US technology titan IBM says the job skills of the future include savvy with smartphones, tablet computers and software hosted in the Internet "cloud" rather than standard desktop computers.
IBM Tech Trends Survey results being released Friday show that a majority of business technology specialists expect that by 2015 more business software will be made for smartphones and tablet computers than for traditional office systems.
And some 91 percent of the 2,000 respondents from 87 countries agreed that within five years it will be more popular for companies to use programs offered online as services than for firms to manage in-house computer networks.
"I think the social implications are going to be huge," IBM vice president of alliances Mark Hanny said while discussing the survey findings with AFP.
"It is important for people to embrace technology; it is a key determent in all kinds of professions."
From medicine to media and beyond, needed job skills will include mastering software applications on the booming array of mobile gadgets linked to the Internet, according to Hanny.
"Mobile devices are putting a lot more power into the actual users' hands," he said. "In a way, we are empowering professionals in all kinds of careers to get and leverage information they need to get their jobs done."
The implications of the study should resonate strongest with people aspiring to careers in making software.

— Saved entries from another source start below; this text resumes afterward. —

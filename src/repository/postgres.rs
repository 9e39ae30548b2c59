use async_trait::async_trait;
use sqlx::{PgPool, Postgres, query_builder::QueryBuilder};

use super::{RepoResult, Repository};
use crate::{
    models::{
        Category, Comment, Location, NewCategory, NewLocation, NewUser, Post, PostInput,
        ProfileUpdate, User,
    },
    visibility::PostFilter,
};

const USER_COLUMNS: &str =
    "id, username, email, first_name, last_name, password_hash, is_staff, date_joined";

const POST_SELECT: &str = r#"
    SELECT
        p.id, p.title, p.text, p.pub_date, p.is_published, p.created_at,
        p.author_id, p.location_id, p.category_id, p.image,
        u.username AS author_username,
        c.title AS category_title,
        c.slug AS category_slug,
        c.is_published AS category_is_published,
        l.name AS location_name,
        l.is_published AS location_is_published,
        (SELECT COUNT(*) FROM comments cm WHERE cm.post_id = p.id) AS comment_count
    FROM posts p
    JOIN users u ON u.id = p.author_id
    LEFT JOIN categories c ON c.id = p.category_id
    LEFT JOIN locations l ON l.id = p.location_id
"#;

const COMMENT_SELECT: &str = r#"
    SELECT cm.id, cm.text, cm.author_id, cm.post_id, cm.created_at, u.username AS author_username
    FROM comments cm
    JOIN users u ON u.id = cm.author_id
"#;

/// PostgresRepository
///
/// `Repository` backed by PostgreSQL. Cascades and nullification are declared on the
/// foreign keys in `migrations/`, so deletes here are single statements.
pub struct PostgresRepository {
    pool: PgPool,
}

impl PostgresRepository {
    pub fn new(pool: PgPool) -> Self {
        Self { pool }
    }

    /// Runs the embedded migrations.
    pub async fn migrate(&self) -> Result<(), sqlx::migrate::MigrateError> {
        sqlx::migrate!("./migrations").run(&self.pool).await
    }
}

/// Appends the listing filter to a query that already selects from `posts p` joined with
/// `categories c`. The visibility predicate mirrors `visibility::is_publicly_visible`.
fn push_post_filter(builder: &mut QueryBuilder<'_, Postgres>, filter: &PostFilter) {
    builder.push(" WHERE TRUE");
    if filter.published_only {
        builder.push(" AND p.is_published = true AND c.is_published = true AND p.pub_date <= ");
        builder.push_bind(filter.now);
    }
    if let Some(category_id) = filter.category_id {
        builder.push(" AND p.category_id = ");
        builder.push_bind(category_id);
    }
    if let Some(author_id) = filter.author_id {
        builder.push(" AND p.author_id = ");
        builder.push_bind(author_id);
    }
}

#[async_trait]
impl Repository for PostgresRepository {
    // --- USERS ---

    async fn get_user(&self, id: i64) -> RepoResult<Option<User>> {
        sqlx::query_as::<_, User>(&format!("SELECT {USER_COLUMNS} FROM users WHERE id = $1"))
            .bind(id)
            .fetch_optional(&self.pool)
            .await
    }

    async fn get_user_by_username(&self, username: &str) -> RepoResult<Option<User>> {
        sqlx::query_as::<_, User>(&format!(
            "SELECT {USER_COLUMNS} FROM users WHERE username = $1"
        ))
        .bind(username)
        .fetch_optional(&self.pool)
        .await
    }

    async fn create_user(&self, user: NewUser) -> RepoResult<User> {
        sqlx::query_as::<_, User>(&format!(
            "INSERT INTO users (username, email, first_name, last_name, password_hash) \
             VALUES ($1, $2, $3, $4, $5) RETURNING {USER_COLUMNS}"
        ))
        .bind(user.username)
        .bind(user.email)
        .bind(user.first_name)
        .bind(user.last_name)
        .bind(user.password_hash)
        .fetch_one(&self.pool)
        .await
    }

    async fn update_profile(&self, id: i64, update: ProfileUpdate) -> RepoResult<Option<User>> {
        sqlx::query_as::<_, User>(&format!(
            "UPDATE users SET email = $2, first_name = $3, last_name = $4 \
             WHERE id = $1 RETURNING {USER_COLUMNS}"
        ))
        .bind(id)
        .bind(update.email)
        .bind(update.first_name)
        .bind(update.last_name)
        .fetch_optional(&self.pool)
        .await
    }

    async fn set_staff(&self, username: &str, is_staff: bool) -> RepoResult<bool> {
        let result = sqlx::query("UPDATE users SET is_staff = $2 WHERE username = $1")
            .bind(username)
            .bind(is_staff)
            .execute(&self.pool)
            .await?;
        Ok(result.rows_affected() > 0)
    }

    // --- CATEGORIES & LOCATIONS ---

    async fn list_categories(&self) -> RepoResult<Vec<Category>> {
        sqlx::query_as::<_, Category>(
            "SELECT id, title, description, slug, is_published, created_at FROM categories \
             ORDER BY title",
        )
        .fetch_all(&self.pool)
        .await
    }

    async fn get_category(&self, id: i64) -> RepoResult<Option<Category>> {
        sqlx::query_as::<_, Category>(
            "SELECT id, title, description, slug, is_published, created_at FROM categories \
             WHERE id = $1",
        )
        .bind(id)
        .fetch_optional(&self.pool)
        .await
    }

    async fn get_category_by_slug(&self, slug: &str) -> RepoResult<Option<Category>> {
        sqlx::query_as::<_, Category>(
            "SELECT id, title, description, slug, is_published, created_at FROM categories \
             WHERE slug = $1",
        )
        .bind(slug)
        .fetch_optional(&self.pool)
        .await
    }

    async fn create_category(&self, category: NewCategory) -> RepoResult<Category> {
        sqlx::query_as::<_, Category>(
            "INSERT INTO categories (title, description, slug, is_published) \
             VALUES ($1, $2, $3, $4) \
             RETURNING id, title, description, slug, is_published, created_at",
        )
        .bind(category.title)
        .bind(category.description)
        .bind(category.slug)
        .bind(category.is_published)
        .fetch_one(&self.pool)
        .await
    }

    /// `ON DELETE SET NULL` on `posts.category_id` detaches the posts.
    async fn delete_category(&self, id: i64) -> RepoResult<bool> {
        let result = sqlx::query("DELETE FROM categories WHERE id = $1")
            .bind(id)
            .execute(&self.pool)
            .await?;
        Ok(result.rows_affected() > 0)
    }

    async fn list_locations(&self) -> RepoResult<Vec<Location>> {
        sqlx::query_as::<_, Location>(
            "SELECT id, name, is_published, created_at FROM locations ORDER BY name",
        )
        .fetch_all(&self.pool)
        .await
    }

    async fn get_location(&self, id: i64) -> RepoResult<Option<Location>> {
        sqlx::query_as::<_, Location>(
            "SELECT id, name, is_published, created_at FROM locations WHERE id = $1",
        )
        .bind(id)
        .fetch_optional(&self.pool)
        .await
    }

    async fn create_location(&self, location: NewLocation) -> RepoResult<Location> {
        sqlx::query_as::<_, Location>(
            "INSERT INTO locations (name, is_published) VALUES ($1, $2) \
             RETURNING id, name, is_published, created_at",
        )
        .bind(location.name)
        .bind(location.is_published)
        .fetch_one(&self.pool)
        .await
    }

    async fn delete_location(&self, id: i64) -> RepoResult<bool> {
        let result = sqlx::query("DELETE FROM locations WHERE id = $1")
            .bind(id)
            .execute(&self.pool)
            .await?;
        Ok(result.rows_affected() > 0)
    }

    // --- POSTS ---

    async fn count_posts(&self, filter: &PostFilter) -> RepoResult<i64> {
        let mut builder: QueryBuilder<Postgres> = QueryBuilder::new(
            "SELECT COUNT(*) FROM posts p LEFT JOIN categories c ON c.id = p.category_id",
        );
        push_post_filter(&mut builder, filter);
        builder
            .build_query_scalar::<i64>()
            .fetch_one(&self.pool)
            .await
    }

    async fn list_posts(
        &self,
        filter: &PostFilter,
        limit: i64,
        offset: i64,
    ) -> RepoResult<Vec<Post>> {
        let mut builder: QueryBuilder<Postgres> = QueryBuilder::new(POST_SELECT);
        push_post_filter(&mut builder, filter);
        builder.push(" ORDER BY p.pub_date DESC, p.id DESC LIMIT ");
        builder.push_bind(limit);
        builder.push(" OFFSET ");
        builder.push_bind(offset);

        builder.build_query_as::<Post>().fetch_all(&self.pool).await
    }

    async fn get_post(&self, id: i64) -> RepoResult<Option<Post>> {
        sqlx::query_as::<_, Post>(&format!("{POST_SELECT} WHERE p.id = $1"))
            .bind(id)
            .fetch_optional(&self.pool)
            .await
    }

    async fn create_post(&self, author_id: i64, input: PostInput) -> RepoResult<Post> {
        let id: i64 = sqlx::query_scalar(
            "INSERT INTO posts (title, text, pub_date, author_id, category_id, location_id, image) \
             VALUES ($1, $2, $3, $4, $5, $6, $7) RETURNING id",
        )
        .bind(input.title)
        .bind(input.text)
        .bind(input.pub_date)
        .bind(author_id)
        .bind(input.category_id)
        .bind(input.location_id)
        .bind(input.image)
        .fetch_one(&self.pool)
        .await?;

        self.get_post(id).await?.ok_or(sqlx::Error::RowNotFound)
    }

    async fn update_post(
        &self,
        id: i64,
        author_id: i64,
        input: PostInput,
    ) -> RepoResult<Option<Post>> {
        let updated: Option<i64> = sqlx::query_scalar(
            r#"
            UPDATE posts
            SET title = $3,
                text = $4,
                pub_date = $5,
                category_id = $6,
                location_id = $7,
                image = COALESCE($8, image)
            WHERE id = $1 AND author_id = $2
            RETURNING id
            "#,
        )
        .bind(id)
        .bind(author_id)
        .bind(input.title)
        .bind(input.text)
        .bind(input.pub_date)
        .bind(input.category_id)
        .bind(input.location_id)
        .bind(input.image)
        .fetch_optional(&self.pool)
        .await?;

        match updated {
            Some(id) => self.get_post(id).await,
            None => Ok(None),
        }
    }

    /// `ON DELETE CASCADE` on `comments.post_id` removes the comments.
    async fn delete_post(&self, id: i64, author_id: i64) -> RepoResult<bool> {
        let result = sqlx::query("DELETE FROM posts WHERE id = $1 AND author_id = $2")
            .bind(id)
            .bind(author_id)
            .execute(&self.pool)
            .await?;
        Ok(result.rows_affected() > 0)
    }

    async fn set_post_published(&self, id: i64, is_published: bool) -> RepoResult<bool> {
        let result = sqlx::query("UPDATE posts SET is_published = $2 WHERE id = $1")
            .bind(id)
            .bind(is_published)
            .execute(&self.pool)
            .await?;
        Ok(result.rows_affected() > 0)
    }

    // --- COMMENTS ---

    async fn list_comments(&self, post_id: i64) -> RepoResult<Vec<Comment>> {
        sqlx::query_as::<_, Comment>(&format!(
            "{COMMENT_SELECT} WHERE cm.post_id = $1 ORDER BY cm.created_at ASC, cm.id ASC"
        ))
        .bind(post_id)
        .fetch_all(&self.pool)
        .await
    }

    async fn get_comment(&self, post_id: i64, comment_id: i64) -> RepoResult<Option<Comment>> {
        sqlx::query_as::<_, Comment>(&format!(
            "{COMMENT_SELECT} WHERE cm.id = $1 AND cm.post_id = $2"
        ))
        .bind(comment_id)
        .bind(post_id)
        .fetch_optional(&self.pool)
        .await
    }

    async fn add_comment(&self, post_id: i64, author_id: i64, text: String) -> RepoResult<Comment> {
        // Insert and join the author's name in one round trip.
        sqlx::query_as::<_, Comment>(
            r#"
            WITH inserted AS (
                INSERT INTO comments (post_id, author_id, text) VALUES ($1, $2, $3)
                RETURNING id, text, author_id, post_id, created_at
            )
            SELECT i.id, i.text, i.author_id, i.post_id, i.created_at, u.username AS author_username
            FROM inserted i JOIN users u ON u.id = i.author_id
            "#,
        )
        .bind(post_id)
        .bind(author_id)
        .bind(text)
        .fetch_one(&self.pool)
        .await
    }

    async fn update_comment(
        &self,
        id: i64,
        author_id: i64,
        text: String,
    ) -> RepoResult<Option<Comment>> {
        sqlx::query_as::<_, Comment>(
            r#"
            WITH updated AS (
                UPDATE comments SET text = $3 WHERE id = $1 AND author_id = $2
                RETURNING id, text, author_id, post_id, created_at
            )
            SELECT up.id, up.text, up.author_id, up.post_id, up.created_at,
                   u.username AS author_username
            FROM updated up JOIN users u ON u.id = up.author_id
            "#,
        )
        .bind(id)
        .bind(author_id)
        .bind(text)
        .fetch_optional(&self.pool)
        .await
    }

    async fn delete_comment(&self, id: i64, author_id: i64) -> RepoResult<bool> {
        let result = sqlx::query("DELETE FROM comments WHERE id = $1 AND author_id = $2")
            .bind(id)
            .bind(author_id)
            .execute(&self.pool)
            .await?;
        Ok(result.rows_affected() > 0)
    }
}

"We are going to see a major change in how software is developed and by whom," Hanny said. "If you were a young kid in college right now you might want to start thinking about knowing how to do software for mobile devices."
IBM said that the company works with an array of universities to integrate technology into curriculums.
Mobile and cloud computing were followed by social media and analytics as technology career opportunities that survey respondents predicted will be hottest next year.
Telecommunications, financial services, healthcare, and energy and utilities were ranked as the top industries for technology careers.
"A lot of companies we work with today are not only taking advantage of mobile but are putting IT (Information Technology) skills in the hands of all kinds of professionals," Hanny said.
Analysts predict mobile applications sales will expand from 6.2 billion dollars this year to nearly 30 billion dollars by 2013, according to figures cited by IBM.
IBM developerWorks provides free tools for developing applications for mobile platforms underpinning iPhones, iPads, Android smartphones and other devices.
New resources were made available at developerWorks to mark the release of the survey results.
The survey of developerWorks eight million registered users was conducted in August and September of this year, according to IBM.